In that article I discussed how I set about changing my e-mail client and my NNTP newreader tool. It’s not important, but I chose TheBat and XanaNews.
Anyway, since I wrote the article, I’ve pretty much given up reading NNTP newsgroups. Why? Well, I’m getting a similar, but higher quality, more focused “fix” of information from the blogs that I’m subscribed to.
I think that’s the key: “subscribed to” and “focused”. I choose which blogs to subscribe to because their authors offers me a more focused view. Previously, using NNTP I had to filter through a lot of dross in order to locate good content. Indeed, a lot of NNTP groups have their resident “bozos”. Luckily, XanaNews has a “bozo bin” – which is just great for filtering out dross.
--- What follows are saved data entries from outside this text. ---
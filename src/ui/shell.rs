//! Navigation shell: side panel and header.
//!
//! The side panel stacks a brand row, the search row and the menu. The
//! search row has the same height whether it holds the search box, the
//! collapsed search glyph or the blank placeholder shown to anonymous
//! users, so the menu never moves when the session changes.

use ratatui::{
    layout::{Alignment, Constraint, Layout, Rect},
    style::{Modifier, Style},
    text::{Line, Span},
    widgets::{Block, Borders, Paragraph},
    Frame,
};

use crate::app::{App, Focus, MenuItem, MENU_ITEMS};
use crate::router::Route;
use crate::widgets::{InputBoxWidget, INPUT_HEIGHT};

use super::theme::{
    COLOR_ACCENT, COLOR_BORDER, COLOR_DIM, COLOR_HEADER, COLOR_MENU_SELECTED_BG, COLOR_PANEL_BG,
    COLOR_TEXT,
};

pub const PANEL_WIDTH: u16 = 30;
pub const PANEL_WIDTH_COLLAPSED: u16 = 8;
pub const HEADER_HEIGHT: u16 = 3;

/// Height of the search row in every branch.
pub const SEARCH_ROW_HEIGHT: u16 = INPUT_HEIGHT;

const BRAND_HEIGHT: u16 = 2;
const SEARCH_BUTTON_WIDTH: u16 = 10;
const SEARCH_BUTTON: &str = "Buscar";

pub fn panel_width(collapsed: bool) -> u16 {
    if collapsed {
        PANEL_WIDTH_COLLAPSED
    } else {
        PANEL_WIDTH
    }
}

/// Rows of the side panel.
#[derive(Debug, Clone, Copy, PartialEq, Eq)]
pub struct PanelLayout {
    pub brand: Rect,
    pub search: Rect,
    pub menu: Rect,
}

/// Split the inside of the side panel. Independent of the session.
pub fn panel_layout(area: Rect) -> PanelLayout {
    let [brand, search, menu] = Layout::vertical([
        Constraint::Length(BRAND_HEIGHT),
        Constraint::Length(SEARCH_ROW_HEIGHT),
        Constraint::Min(0),
    ])
    .areas(area);
    PanelLayout {
        brand,
        search,
        menu,
    }
}

pub fn render_side_panel(frame: &mut Frame, app: &App, area: Rect) {
    let block = Block::default()
        .borders(Borders::RIGHT)
        .border_style(Style::default().fg(COLOR_BORDER))
        .style(Style::default().bg(COLOR_PANEL_BG));
    let inner = block.inner(area);
    frame.render_widget(block, area);

    let layout = panel_layout(inner);
    render_brand(frame, app, layout.brand);
    render_search_row(frame, app, layout.search);
    render_menu(frame, app, layout.menu);
}

fn render_brand(frame: &mut Frame, app: &App, area: Rect) {
    let text = if app.panel_collapsed { " ◆" } else { " ◆ hubdeck" };
    let brand = Paragraph::new(Line::from(Span::styled(
        text,
        Style::default()
            .fg(COLOR_ACCENT)
            .add_modifier(Modifier::BOLD),
    )));
    frame.render_widget(brand, area);
}

fn render_search_row(frame: &mut Frame, app: &App, area: Rect) {
    if !app.is_authenticated() {
        // Blank placeholder of the same height
        frame.render_widget(Block::default(), area);
        return;
    }

    let focused = app.focus == Focus::Search;
    if app.panel_collapsed && focused {
        // Narrowed input, no button
        frame.render_widget(InputBoxWidget::new(&app.search_input, "", true), area);
        return;
    }
    if app.panel_collapsed {
        let glyph = Paragraph::new(Line::from(Span::styled(
            "🔍",
            Style::default().fg(COLOR_DIM),
        )))
        .block(
            Block::default()
                .borders(Borders::ALL)
                .border_style(Style::default().fg(COLOR_BORDER)),
        );
        frame.render_widget(glyph, area);
        return;
    }

    let [input_area, button_area] = Layout::horizontal([
        Constraint::Min(0),
        Constraint::Length(SEARCH_BUTTON_WIDTH),
    ])
    .areas(area);

    frame.render_widget(InputBoxWidget::new(&app.search_input, "", focused), input_area);

    let button_color = if focused { COLOR_ACCENT } else { COLOR_BORDER };
    let button = Paragraph::new(Line::from(Span::styled(
        SEARCH_BUTTON,
        Style::default().fg(COLOR_HEADER).add_modifier(Modifier::BOLD),
    )))
    .alignment(Alignment::Center)
    .block(
        Block::default()
            .borders(Borders::ALL)
            .border_style(Style::default().fg(button_color)),
    );
    frame.render_widget(button, button_area);
}

fn menu_item_route(item: MenuItem) -> Option<Route> {
    match item {
        MenuItem::Listing => Some(Route::Listing),
        MenuItem::Session | MenuItem::SingleGithub => None,
    }
}

fn render_menu(frame: &mut Frame, app: &App, area: Rect) {
    let authenticated = app.is_authenticated();
    let lines: Vec<Line> = MENU_ITEMS
        .iter()
        .enumerate()
        .map(|(i, &item)| {
            let text = if app.panel_collapsed {
                format!("  {}", item.icon(authenticated))
            } else {
                format!(" {}  {}", item.icon(authenticated), item.label(authenticated))
            };

            let active = menu_item_route(item).as_ref() == Some(&app.route)
                || (item == MenuItem::SingleGithub && matches!(app.route, Route::Profile(_)));
            let mut style = Style::default().fg(if active { COLOR_ACCENT } else { COLOR_TEXT });
            if app.focus == Focus::Menu && i == app.menu_index {
                style = style
                    .bg(COLOR_MENU_SELECTED_BG)
                    .fg(COLOR_HEADER)
                    .add_modifier(Modifier::BOLD);
            }
            Line::from(Span::styled(text, style))
        })
        .collect();

    frame.render_widget(Paragraph::new(lines), inner_top(area));
}

/// Leave one blank row between the search row and the menu.
fn inner_top(area: Rect) -> Rect {
    Rect {
        y: area.y.saturating_add(1).min(area.y + area.height),
        height: area.height.saturating_sub(1),
        ..area
    }
}

pub fn render_header(frame: &mut Frame, app: &App, area: Rect) {
    let block = Block::default()
        .borders(Borders::BOTTOM)
        .border_style(Style::default().fg(COLOR_BORDER));
    let inner = block.inner(area);
    frame.render_widget(block, area);

    let toggle = if app.panel_collapsed { "☰ " } else { "« " };
    let mut spans = vec![
        Span::styled(toggle, Style::default().fg(COLOR_DIM)),
        Span::styled(
            "Dashboard",
            Style::default()
                .fg(COLOR_HEADER)
                .add_modifier(Modifier::BOLD),
        ),
        Span::styled(format!("  {}", app.route), Style::default().fg(COLOR_DIM)),
    ];
    if let Some(user) = app.session().user() {
        spans.push(Span::styled(
            format!("  · {}", user),
            Style::default().fg(COLOR_TEXT),
        ));
    }
    frame.render_widget(Paragraph::new(Line::from(spans)), inner);
}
Of course, the blogs that I subscribe to are telling me when they’ve been updated (either via an RSS or ATOM feed).
Under the hood, we’re all merrily blogging away, carefully classifying each post using categories. This is very similar to the NNTP grouping hierarchy – folks can choose to subscribe to blogs that offer them, say, Test-Driven Development content. Except, blog content tends to be of higher quality, it’s more focused and bozos are just ignored. Ultimately, I have less to read because of the focused content – in reality I subscribe to just over 100 RSS feeds, so the time-saving balances out.
Does this mean the end of NNTP? Given that I pretty much stopped using NNTP over a period of three months (having been a user for longer than I care to remember), perhaps NNTP has a limited lifespan? I know that I can’t be alone.
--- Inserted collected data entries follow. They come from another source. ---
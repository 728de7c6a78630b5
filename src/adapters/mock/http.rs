//! Mock HTTP client for testing.
//!
//! Returns canned responses or errors per URL and records every request.

use async_trait::async_trait;
use std::collections::HashMap;
use std::sync::{Arc, Mutex, MutexGuard};

use crate::traits::{Headers, HttpClient, HttpError, Response};

/// A recorded GET request.
#[derive(Debug, Clone)]
pub struct RecordedRequest {
    pub url: String,
    pub headers: Headers,
}

/// Configuration for a mock response.
#[derive(Debug, Clone)]
pub enum MockResponse {
    /// Return a response (any status)
    Success(Response),
    /// Fail at the transport level
    Error(HttpError),
}

impl MockResponse {
    /// 200 response with a JSON body.
    pub fn json(value: serde_json::Value) -> Self {
        MockResponse::Success(Response::json_body(&value))
    }

    /// 200 response with a text body.
    pub fn text(body: &str) -> Self {
        MockResponse::Success(Response::new(200, bytes::Bytes::from(body.to_string())))
    }

    /// Response with the given status and an empty JSON error body.
    pub fn status(status: u16) -> Self {
        MockResponse::Success(Response::new(
            status,
            bytes::Bytes::from(r#"{"message":"mock error"}"#),
        ))
    }
}

/// Mock HTTP client for testing.
///
/// URLs are matched exactly first, then by longest configured prefix, then
/// the default response if one is set.
///
/// # Example
///
/// ```ignore
/// use hubdeck::adapters::mock::{MockHttpClient, MockResponse};
///
/// let client = MockHttpClient::new();
/// client.set_response(
///     "https://api.github.com/users/octocat",
///     MockResponse::json(serde_json::json!({"login": "octocat"})),
/// );
/// ```
#[derive(Debug, Clone, Default)]
pub struct MockHttpClient {
    responses: Arc<Mutex<HashMap<String, MockResponse>>>,
    default_response: Arc<Mutex<Option<MockResponse>>>,
    requests: Arc<Mutex<Vec<RecordedRequest>>>,
}

fn lock<T>(m: &Mutex<T>) -> MutexGuard<'_, T> {
    m.lock().unwrap_or_else(|e| e.into_inner())
}

impl MockHttpClient {
    /// Create a new mock HTTP client.
    pub fn new() -> Self {
        Self::default()
    }

    /// Set a response for a URL or URL prefix.
    pub fn set_response(&self, url: &str, response: MockResponse) {
        lock(&self.responses).insert(url.to_string(), response);
    }

    /// Set a default response for URLs without specific matches.
    pub fn set_default_response(&self, response: MockResponse) {
        *lock(&self.default_response) = Some(response);
    }

    /// Get all recorded requests.
    pub fn get_requests(&self) -> Vec<RecordedRequest> {
        lock(&self.requests).clone()
    }

    /// Recorded request URLs, in order.
    pub fn requested_urls(&self) -> Vec<String> {
        lock(&self.requests).iter().map(|r| r.url.clone()).collect()
    }

    /// Clear all recorded requests.
    pub fn clear_requests(&self) {
        lock(&self.requests).clear();
    }

    fn get_response(&self, url: &str) -> Option<MockResponse> {
        let responses = lock(&self.responses);

        if let Some(response) = responses.get(url) {
            return Some(response.clone());
        }

        let prefix_match = responses
            .iter()
            .filter(|(pattern, _)| url.starts_with(pattern.as_str()))
            .max_by_key(|(pattern, _)| pattern.len())
            .map(|(_, response)| response.clone());
        if prefix_match.is_some() {
            return prefix_match;
        }

        lock(&self.default_response).clone()
    }
}

#[async_trait]
impl HttpClient for MockHttpClient {
    async fn get(&self, url: &str, headers: &Headers) -> Result<Response, HttpError> {
        lock(&self.requests).push(RecordedRequest {
            url: url.to_string(),
            headers: headers.clone(),
        });

        match self.get_response(url) {
            Some(MockResponse::Success(response)) => Ok(response),
            Some(MockResponse::Error(err)) => Err(err),
            None => Err(HttpError::Other(format!("No mock response for URL: {}", url))),
        }
    }
}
Roll on the Semantic Web – the profusion of information sources makes the delivery of a real information aggregator even more essential. I’ve downloaded Haystack . I have soft spot for this kind of tool, perhaps because there’s an XML element (no pun intended) relating to how such a tool might work: XML Topic Maps. I’ll blog about Haystack later.
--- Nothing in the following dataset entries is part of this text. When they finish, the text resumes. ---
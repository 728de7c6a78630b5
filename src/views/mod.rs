//! View controllers.
//!
//! Each controller owns the fetch lifecycle of one screen. Fetches run as
//! spawned tasks; their results come back through the app's message
//! channel tagged with the [`ViewTicket`] of the controller that asked for
//! them, and a result whose ticket no longer matches is dropped.

pub mod login;
pub mod profile;
pub mod repos;
pub mod search;

pub use login::{LoginField, LoginForm};
pub use profile::{last_viewed_login, ProfileController, ProfileState, ReadmeState};
pub use repos::{RepoListController, RepoListState};
pub use search::{SearchController, SearchOutcome, SearchRequest, Selection};

/// Identity of one view entry.
///
/// Issued from a monotonically increasing counter each time a view is
/// entered, so two entries of the same route never share a ticket.
#[derive(Debug, Clone, Copy, PartialEq, Eq, Hash, PartialOrd, Ord)]
pub struct ViewTicket(u64);

impl ViewTicket {
    pub fn value(self) -> u64 {
        self.0
    }
}

/// Source of fresh [`ViewTicket`]s.
#[derive(Debug, Default)]
pub struct TicketCounter {
    next: u64,
}

impl TicketCounter {
    pub fn new() -> Self {
        Self::default()
    }

    pub fn issue(&mut self) -> ViewTicket {
        self.next += 1;
        ViewTicket(self.next)
    }
}

#[cfg(test)]
mod tests {
    use super::*;

    #[test]
    fn test_tickets_are_unique_and_increasing() {
        let mut counter = TicketCounter::new();
        let a = counter.issue();
        let b = counter.issue();
        assert_ne!(a, b);
        assert!(b > a);
        assert_eq!(a.value() + 1, b.value());
    }
}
Now, I do have one concern: we’ve all got RSS aggregators, right? And they periodically go off and update themselves, pulling new RSS content from all our subscriptions. Isn’t all this extra traffic going to slow things down? Suddenly, sites that enjoyed average traffic are suddenly having to serve up MBs worth of RSS content to thousands of subscribers. Bandwidth is going to go through the roof. I’m off to check my stats: I’ll blog about my findings later.